### The problem:
Nothing may be dropped. Retype the whole listing exactly.

### Material for this exercise:
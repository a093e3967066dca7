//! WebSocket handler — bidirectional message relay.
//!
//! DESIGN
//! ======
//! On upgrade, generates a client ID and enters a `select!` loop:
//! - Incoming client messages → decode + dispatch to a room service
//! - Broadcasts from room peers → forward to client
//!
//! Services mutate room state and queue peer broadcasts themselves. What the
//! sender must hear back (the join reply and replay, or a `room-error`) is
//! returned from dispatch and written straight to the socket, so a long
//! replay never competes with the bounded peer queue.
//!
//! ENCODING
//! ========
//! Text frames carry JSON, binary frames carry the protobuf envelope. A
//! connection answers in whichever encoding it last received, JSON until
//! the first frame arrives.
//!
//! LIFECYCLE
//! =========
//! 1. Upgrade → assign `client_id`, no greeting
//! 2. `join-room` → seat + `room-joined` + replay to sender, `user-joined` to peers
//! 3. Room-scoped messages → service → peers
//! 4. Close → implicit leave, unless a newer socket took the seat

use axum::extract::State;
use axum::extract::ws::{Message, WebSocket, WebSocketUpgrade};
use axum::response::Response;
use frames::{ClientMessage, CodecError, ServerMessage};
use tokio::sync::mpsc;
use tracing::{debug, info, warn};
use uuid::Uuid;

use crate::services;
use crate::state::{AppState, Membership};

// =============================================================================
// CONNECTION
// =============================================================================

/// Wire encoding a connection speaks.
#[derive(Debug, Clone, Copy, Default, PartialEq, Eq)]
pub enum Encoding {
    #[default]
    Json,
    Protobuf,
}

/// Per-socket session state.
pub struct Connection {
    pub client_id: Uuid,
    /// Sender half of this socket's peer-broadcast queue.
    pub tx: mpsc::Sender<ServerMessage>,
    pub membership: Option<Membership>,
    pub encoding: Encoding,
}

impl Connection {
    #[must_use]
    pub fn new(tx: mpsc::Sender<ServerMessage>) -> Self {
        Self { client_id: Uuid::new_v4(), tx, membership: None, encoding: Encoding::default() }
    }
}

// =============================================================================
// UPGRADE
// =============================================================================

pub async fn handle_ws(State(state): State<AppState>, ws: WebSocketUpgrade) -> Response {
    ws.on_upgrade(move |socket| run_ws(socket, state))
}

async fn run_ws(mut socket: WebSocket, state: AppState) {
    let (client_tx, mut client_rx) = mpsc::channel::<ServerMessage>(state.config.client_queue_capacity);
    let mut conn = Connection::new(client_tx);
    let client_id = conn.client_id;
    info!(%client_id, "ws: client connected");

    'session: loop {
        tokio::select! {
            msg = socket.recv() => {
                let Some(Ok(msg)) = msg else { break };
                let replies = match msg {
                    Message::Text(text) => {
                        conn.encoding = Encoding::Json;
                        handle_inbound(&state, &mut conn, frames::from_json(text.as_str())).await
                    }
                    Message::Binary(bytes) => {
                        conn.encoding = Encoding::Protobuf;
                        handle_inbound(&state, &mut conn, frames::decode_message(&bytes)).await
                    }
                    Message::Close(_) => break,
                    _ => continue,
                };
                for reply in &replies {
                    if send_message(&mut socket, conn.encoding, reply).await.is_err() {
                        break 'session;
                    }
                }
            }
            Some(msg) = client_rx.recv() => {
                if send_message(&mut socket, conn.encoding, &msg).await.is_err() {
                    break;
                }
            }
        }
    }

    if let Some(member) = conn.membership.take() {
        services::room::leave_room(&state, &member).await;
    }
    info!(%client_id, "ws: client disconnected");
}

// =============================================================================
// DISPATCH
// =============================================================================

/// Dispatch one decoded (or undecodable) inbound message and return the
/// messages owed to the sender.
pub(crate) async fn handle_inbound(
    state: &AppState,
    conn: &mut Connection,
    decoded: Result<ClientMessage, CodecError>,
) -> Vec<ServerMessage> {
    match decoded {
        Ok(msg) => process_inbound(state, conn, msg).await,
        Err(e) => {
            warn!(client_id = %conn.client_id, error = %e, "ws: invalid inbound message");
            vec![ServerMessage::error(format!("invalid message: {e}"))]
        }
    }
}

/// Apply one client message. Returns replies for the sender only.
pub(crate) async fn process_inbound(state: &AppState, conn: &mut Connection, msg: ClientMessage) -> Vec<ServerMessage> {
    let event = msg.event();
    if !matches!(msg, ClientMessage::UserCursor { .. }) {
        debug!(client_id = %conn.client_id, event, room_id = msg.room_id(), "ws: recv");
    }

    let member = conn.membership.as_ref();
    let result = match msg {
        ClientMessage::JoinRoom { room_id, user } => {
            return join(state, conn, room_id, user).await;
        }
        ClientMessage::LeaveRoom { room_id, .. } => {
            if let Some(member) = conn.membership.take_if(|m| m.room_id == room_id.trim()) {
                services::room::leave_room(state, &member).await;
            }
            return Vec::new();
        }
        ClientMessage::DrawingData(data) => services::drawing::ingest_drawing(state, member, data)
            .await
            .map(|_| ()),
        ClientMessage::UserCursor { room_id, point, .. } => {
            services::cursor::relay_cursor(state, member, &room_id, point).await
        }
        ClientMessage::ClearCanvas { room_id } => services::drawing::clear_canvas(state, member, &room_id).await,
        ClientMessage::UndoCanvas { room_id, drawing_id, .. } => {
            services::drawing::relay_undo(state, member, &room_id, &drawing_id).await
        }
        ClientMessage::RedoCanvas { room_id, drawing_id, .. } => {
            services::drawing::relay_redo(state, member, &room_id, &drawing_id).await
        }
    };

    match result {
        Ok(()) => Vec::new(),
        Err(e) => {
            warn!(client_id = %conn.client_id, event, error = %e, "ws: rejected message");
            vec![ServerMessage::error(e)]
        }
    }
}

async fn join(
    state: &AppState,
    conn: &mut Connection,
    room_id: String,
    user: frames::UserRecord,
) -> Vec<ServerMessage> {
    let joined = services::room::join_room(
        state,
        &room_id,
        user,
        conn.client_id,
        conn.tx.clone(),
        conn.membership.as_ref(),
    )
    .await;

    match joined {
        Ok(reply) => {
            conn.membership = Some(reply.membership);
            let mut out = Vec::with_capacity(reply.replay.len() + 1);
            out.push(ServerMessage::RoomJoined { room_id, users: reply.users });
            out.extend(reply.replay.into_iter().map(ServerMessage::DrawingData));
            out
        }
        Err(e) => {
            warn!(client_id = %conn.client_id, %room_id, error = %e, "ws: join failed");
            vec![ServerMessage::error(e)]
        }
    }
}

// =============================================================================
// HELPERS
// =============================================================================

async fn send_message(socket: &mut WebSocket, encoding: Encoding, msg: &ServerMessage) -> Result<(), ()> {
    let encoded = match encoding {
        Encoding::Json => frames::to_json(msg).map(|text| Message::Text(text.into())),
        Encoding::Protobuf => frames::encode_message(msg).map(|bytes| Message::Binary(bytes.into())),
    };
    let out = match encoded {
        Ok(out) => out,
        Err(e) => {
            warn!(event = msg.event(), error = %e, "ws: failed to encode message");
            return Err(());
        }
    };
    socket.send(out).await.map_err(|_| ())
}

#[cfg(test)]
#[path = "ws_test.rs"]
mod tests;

### Solution to the problem:
repository a093e3967066dca7
//! WebSocket handler — bidirectional message relay.
//!
//! DESIGN
//! ======
//! On upgrade, generates a client ID and enters a `select!` loop:
//! - Incoming client messages → decode + dispatch to a room service
//! - Broadcasts from room peers → forward to client
//!
//! Services mutate room state and queue peer broadcasts themselves. What the
//! sender must hear back (the join reply and replay, or a `room-error`) is
//! returned from dispatch and written straight to the socket, so a long
//! replay never competes with the bounded peer queue.
//!
//! ENCODING
//! ========
//! Text frames carry JSON, binary frames carry the protobuf envelope. A
//! connection answers in whichever encoding it last received, JSON until
//! the first frame arrives.
//!
//! LIFECYCLE
//! =========
//! 1. Upgrade → assign `client_id`, no greeting
//! 2. `join-room` → seat + `room-joined` + replay to sender, `user-joined` to peers
//! 3. Room-scoped messages → service → peers
//! 4. Close → implicit leave, unless a newer socket took the seat

use axum::extract::State;
use axum::extract::ws::{Message, WebSocket, WebSocketUpgrade};
use axum::response::Response;
use frames::{ClientMessage, CodecError, ServerMessage};
use tokio::sync::mpsc;
use tracing::{debug, info, warn};
use uuid::Uuid;

use crate::services;
use crate::state::{AppState, Membership};

// =============================================================================
// CONNECTION
// =============================================================================

/// Wire encoding a connection speaks.
#[derive(Debug, Clone, Copy, Default, PartialEq, Eq)]
pub enum Encoding {
    #[default]
    Json,
    Protobuf,
}

/// Per-socket session state.
pub struct Connection {
    pub client_id: Uuid,
    /// Sender half of this socket's peer-broadcast queue.
    pub tx: mpsc::Sender<ServerMessage>,
    pub membership: Option<Membership>,
    pub encoding: Encoding,
}

impl Connection {
    #[must_use]
    pub fn new(tx: mpsc::Sender<ServerMessage>) -> Self {
        Self { client_id: Uuid::new_v4(), tx, membership: None, encoding: Encoding::default() }
    }
}

// =============================================================================
// UPGRADE
// =============================================================================

pub async fn handle_ws(State(state): State<AppState>, ws: WebSocketUpgrade) -> Response {
    ws.on_upgrade(move |socket| run_ws(socket, state))
}

async fn run_ws(mut socket: WebSocket, state: AppState) {
    let (client_tx, mut client_rx) = mpsc::channel::<ServerMessage>(state.config.client_queue_capacity);
    let mut conn = Connection::new(client_tx);
    let client_id = conn.client_id;
    info!(%client_id, "ws: client connected");

    'session: loop {
        tokio::select! {
            msg = socket.recv() => {
                let Some(Ok(msg)) = msg else { break };
                let replies = match msg {
                    Message::Text(text) => {
                        conn.encoding = Encoding::Json;
                        handle_inbound(&state, &mut conn, frames::from_json(text.as_str())).await
                    }
                    Message::Binary(bytes) => {
                        conn.encoding = Encoding::Protobuf;
                        handle_inbound(&state, &mut conn, frames::decode_message(&bytes)).await
                    }
                    Message::Close(_) => break,
                    _ => continue,
                };
                for reply in &replies {
                    if send_message(&mut socket, conn.encoding, reply).await.is_err() {
                        break 'session;
                    }
                }
            }
            Some(msg) = client_rx.recv() => {
                if send_message(&mut socket, conn.encoding, &msg).await.is_err() {
                    break;
                }
            }
        }
    }

    if let Some(member) = conn.membership.take() {
        services::room::leave_room(&state, &member).await;
    }
    info!(%client_id, "ws: client disconnected");
}

// =============================================================================
// DISPATCH
// =============================================================================

/// Dispatch one decoded (or undecodable) inbound message and return the
/// messages owed to the sender.
pub(crate) async fn handle_inbound(
    state: &AppState,
    conn: &mut Connection,
    decoded: Result<ClientMessage, CodecError>,
) -> Vec<ServerMessage> {
    match decoded {
        Ok(msg) => process_inbound(state, conn, msg).await,
        Err(e) => {
            warn!(client_id = %conn.client_id, error = %e, "ws: invalid inbound message");
            vec![ServerMessage::error(format!("invalid message: {e}"))]
        }
    }
}

/// Apply one client message. Returns replies for the sender only.
pub(crate) async fn process_inbound(state: &AppState, conn: &mut Connection, msg: ClientMessage) -> Vec<ServerMessage> {
    let event = msg.event();
    if !matches!(msg, ClientMessage::UserCursor { .. }) {
        debug!(client_id = %conn.client_id, event, room_id = msg.room_id(), "ws: recv");
    }

    let member = conn.membership.as_ref();
    let result = match msg {
        ClientMessage::JoinRoom { room_id, user } => {
            return join(state, conn, room_id, user).await;
        }
        ClientMessage::LeaveRoom { room_id, .. } => {
            if let Some(member) = conn.membership.take_if(|m| m.room_id == room_id.trim()) {
                services::room::leave_room(state, &member).await;
            }
            return Vec::new();
        }
        ClientMessage::DrawingData(data) => services::drawing::ingest_drawing(state, member, data)
            .await
            .map(|_| ()),
        ClientMessage::UserCursor { room_id, point, .. } => {
            services::cursor::relay_cursor(state, member, &room_id, point).await
        }
        ClientMessage::ClearCanvas { room_id } => services::drawing::clear_canvas(state, member, &room_id).await,
        ClientMessage::UndoCanvas { room_id, drawing_id, .. } => {
            services::drawing::relay_undo(state, member, &room_id, &drawing_id).await
        }
        ClientMessage::RedoCanvas { room_id, drawing_id, .. } => {
            services::drawing::relay_redo(state, member, &room_id, &drawing_id).await
        }
    };

    match result {
        Ok(()) => Vec::new(),
        Err(e) => {
            warn!(client_id = %conn.client_id, event, error = %e, "ws: rejected message");
            vec![ServerMessage::error(e)]
        }
    }
}

async fn join(
    state: &AppState,
    conn: &mut Connection,
    room_id: String,
    user: frames::UserRecord,
) -> Vec<ServerMessage> {
    let joined = services::room::join_room(
        state,
        &room_id,
        user,
        conn.client_id,
        conn.tx.clone(),
        conn.membership.as_ref(),
    )
    .await;

    match joined {
        Ok(reply) => {
            conn.membership = Some(reply.membership);
            let mut out = Vec::with_capacity(reply.replay.len() + 1);
            out.push(ServerMessage::RoomJoined { room_id, users: reply.users });
            out.extend(reply.replay.into_iter().map(ServerMessage::DrawingData));
            out
        }
        Err(e) => {
            warn!(client_id = %conn.client_id, %room_id, error = %e, "ws: join failed");
            vec![ServerMessage::error(e)]
        }
    }
}

// =============================================================================
// HELPERS
// =============================================================================

async fn send_message(socket: &mut WebSocket, encoding: Encoding, msg: &ServerMessage) -> Result<(), ()> {
    let encoded = match encoding {
        Encoding::Json => frames::to_json(msg).map(|text| Message::Text(text.into())),
        Encoding::Protobuf => frames::encode_message(msg).map(|bytes| Message::Binary(bytes.into())),
    };
    let out = match encoded {
        Ok(out) => out,
        Err(e) => {
            warn!(event = msg.event(), error = %e, "ws: failed to encode message");
            return Err(());
        }
    };
    socket.send(out).await.map_err(|_| ())
}

#[cfg(test)]
#[path = "ws_test.rs"]
mod tests;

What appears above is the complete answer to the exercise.